Data and participants

The data in this study was based on an unmatched case-control study about CHD and its risk factors, which was conducted in Shaanxi province of China from January 2014 to December 2016. It was carried out in the six large hospitals responsible for monitoring birth defects in Xi’an, including First Affiliated Hospital of Xi’an Jiaotong University, Second Affiliated Hospital of Xi’an Jiaotong University, Xijing Hospital of the Fourth Military Medical University, Tangdu Hospital of the Fourth Military Medical University, People’s Hospital of Shaanxi Province and Northwest Women & Children’s Hospital. The cases were included according to the following inclusion criteria: the perinatal infants who were diagnosed with CHD according to the International Classification of Diseases-10 (ICD-10) from 28 weeks of gestation to 7 days after birth (including single live births and stillbirths), as well as the fetuses who were diagnosed with CHD by ultrasound examination in hospital less than 28 weeks of gestation. The controls were the newborn infants without any birth defects in corresponding hospitals. Briefly, a total of 2996 participants were recruited in the study. In this analysis, we excluded twins or multiple births, those diagnosed as other types of birth defects or CHD combined with other types of birth defects, those without a definite diagnosis, without a clear date of terminal pregnancy, unable to fill in a questionnaire and those lacked relevant variables data. Finally, 2280 participants were used as sample size for analysis after excluding those missing main variables or covariates. We conducted a post hoc analysis (G*Power program, version 3.1.9.4) [22] to assess the achieved power of our study. Based on our sample size and certain parameters of logistic regression in our analysis (OR = 1.64, α = 0.05, R2for covariates = 0.21), the power about negative events was estimated at 99.7%. There was a similar power estimation conducted for positive events. It meant that the sample size included in our study could provide sufficient power to explore the association between exposure to life events (positive events and negative events) and CHD in offspring.

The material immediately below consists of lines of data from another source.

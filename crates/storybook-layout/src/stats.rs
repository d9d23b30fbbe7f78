use crate::types::*;
use std::collections::BTreeMap;

/// Statistics about a paginated book
#[derive(Debug, Clone, PartialEq, Default)]
#[cfg_attr(feature = "serde", derive(serde::Serialize))]
pub struct BookStatistics {
    /// Total number of pages, title pages included
    pub total_pages: usize,
    /// Number of chapter opener pages
    pub chapters: usize,
    /// Pages holding one story (continuations included)
    pub single_story_pages: usize,
    /// Shared pages holding several stories
    pub multi_story_pages: usize,
    /// Pages continuing an answer from the previous page
    pub continuation_pages: usize,
    /// Pages carrying a photo
    pub photo_pages: usize,
    /// Question/answer pairs placed in the book
    pub stories_placed: usize,
    /// Page count per template
    pub template_usage: BTreeMap<TemplateId, usize>,
}

/// Calculate statistics for a page sequence
pub fn calculate_statistics(pages: &[PageModel]) -> BookStatistics {
    let mut stats = BookStatistics {
        total_pages: pages.len(),
        ..Default::default()
    };

    for page in pages {
        *stats.template_usage.entry(page.template_id).or_insert(0) += 1;

        if page.photo.is_some() {
            stats.photo_pages += 1;
        }
        stats.stories_placed += page.questions().count();

        match page.template_id {
            TemplateId::Welcome | TemplateId::End => {}
            TemplateId::ChapterOpener => stats.chapters += 1,
            TemplateId::Multi => stats.multi_story_pages += 1,
            _ => {
                stats.single_story_pages += 1;
                if page.is_continuation() {
                    stats.continuation_pages += 1;
                }
            }
        }
    }

    stats
}
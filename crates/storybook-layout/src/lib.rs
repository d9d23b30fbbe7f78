pub mod assemble;
pub mod constants;
mod label;
pub mod layout;
mod options;
pub mod scrapbook;
mod stats;
mod templates;
mod types;

pub use assemble::{ChapterGroup, generate_book_pages, generate_book_pages_with_chapters, group_by_chapter};
pub use label::{PageHeader, PageLabels};
pub use layout::{create_multi_story_page, create_single_story_page, pack_chapter, split_into_chunks, split_long_story};
pub use options::*;
pub use stats::{BookStatistics, calculate_statistics};
pub use templates::*;
pub use types::*;
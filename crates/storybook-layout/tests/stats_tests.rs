mod common;

use common::{sentences, story, story_with_answer};
use std::collections::HashMap;
use storybook_layout::*;

fn sample_book() -> Vec<PageModel> {
    let stories = vec![
        story("1", "roots", 100, false),
        story("2", "roots", 100, false),
        story("3", "roots", 300, true),
        story_with_answer("4", "love", &sentences(25), false),
        story("5", "love", 200, false),
    ];
    let mut photos = HashMap::new();
    photos.insert("love".to_string(), "love-photo".to_string());
    generate_book_pages_with_chapters(&stories, &photos, &LayoutOptions::default())
}

#[test]
fn test_statistics_counts() {
    let pages = sample_book();
    let stats = calculate_statistics(&pages);

    // welcome, roots opener, shared (1, 2), photo story 3,
    // love opener, long story 4 over 3 pages, shared (5), end
    assert_eq!(stats.total_pages, 10);
    assert_eq!(stats.chapters, 2);
    assert_eq!(stats.multi_story_pages, 2);
    assert_eq!(stats.single_story_pages, 4);
    assert_eq!(stats.continuation_pages, 2);
    assert_eq!(stats.photo_pages, 2);
    assert_eq!(stats.stories_placed, 5);
    assert_eq!(stats.template_usage.get(&TemplateId::Multi), Some(&2));
    assert_eq!(stats.template_usage.get(&TemplateId::ChapterOpener), Some(&2));
    assert_eq!(stats.template_usage.get(&TemplateId::PhotoAbove), Some(&1));
    assert_eq!(stats.template_usage.values().sum::<usize>(), stats.total_pages);
}

#[test]
fn test_statistics_empty() {
    let stats = calculate_statistics(&[]);
    assert_eq!(stats, BookStatistics::default());
}

#[test]
fn test_page_header_for_story_pages() {
    let pages = sample_book();
    let labels = PageLabels::default();

    let header = labels.page_header(&pages[2], "Mom", "Roots & Family Background").unwrap();
    assert_eq!(header.running_title, "Mom's Story");
    assert_eq!(header.chapter_title, "Roots & Family Background");
    assert_eq!(header.page_label, "Page 3");
}

#[test]
fn test_no_header_on_title_pages() {
    let pages = sample_book();
    let labels = PageLabels::default();

    assert!(labels.page_header(&pages[0], "Dad", "").is_none());
    assert!(labels.page_header(&pages[1], "Dad", "Roots").is_none());
    assert!(labels.page_header(pages.last().unwrap(), "Dad", "").is_none());
}

#[test]
fn test_localized_labels() {
    let labels = PageLabels {
        page_text: "Seite".to_string(),
        story_text: "Geschichte".to_string(),
    };
    assert_eq!(labels.page_label(4), "Seite 4");
    assert_eq!(labels.position_label(2, 12), "Seite 3 of 12");
}
//! Preset-based text cleaning.
//!
//! Deletes every occurrence of each preset pattern from the input, including
//! the pattern spelled with the opposite path separator, so a preset written
//! with forward slashes also strips its backslashed form and vice versa.

/// Patterns are one per line; surrounding whitespace is trimmed and blank
/// lines are ignored.
pub fn preset_patterns(presets: &str) -> Vec<&str> {
    presets
        .lines()
        .map(str::trim)
        .filter(|p| !p.is_empty())
        .collect()
}

/// Remove every preset pattern (and its slash-swapped spellings) from `input`.
pub fn cleanse_text(input: &str, presets: &str) -> String {
    let mut result = input.to_string();
    for pattern in preset_patterns(presets) {
        result = result.replace(pattern, "");
        let backslashed = pattern.replace('/', "\\");
        result = result.replace(&backslashed, "");
        let forward = pattern.replace('\\', "/");
        result = result.replace(&forward, "");
    }
    result
}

A self-designed structured questionnaire was used in the study to collect information, which has previously been published elsewhere [23]. The content included social demographic characteristics, maternal life behavior and environment during periconception, history of pregnancy and parturition, history of family disease, antenatal examination, disease and medication, nutrient supplementation, life events scale during pregnancy, neonatal information, etc. Maternal information was gathered by trained staff through face-to-face interviews with mothers, and newborn information was collected by the medical record system of hospital. The study was approved by the Human Research Ethics Committee of Xi’an Jiaotong University Health Science Center (No.2012008). All participants were aware of the content of study and signed the informed written consent before investigation.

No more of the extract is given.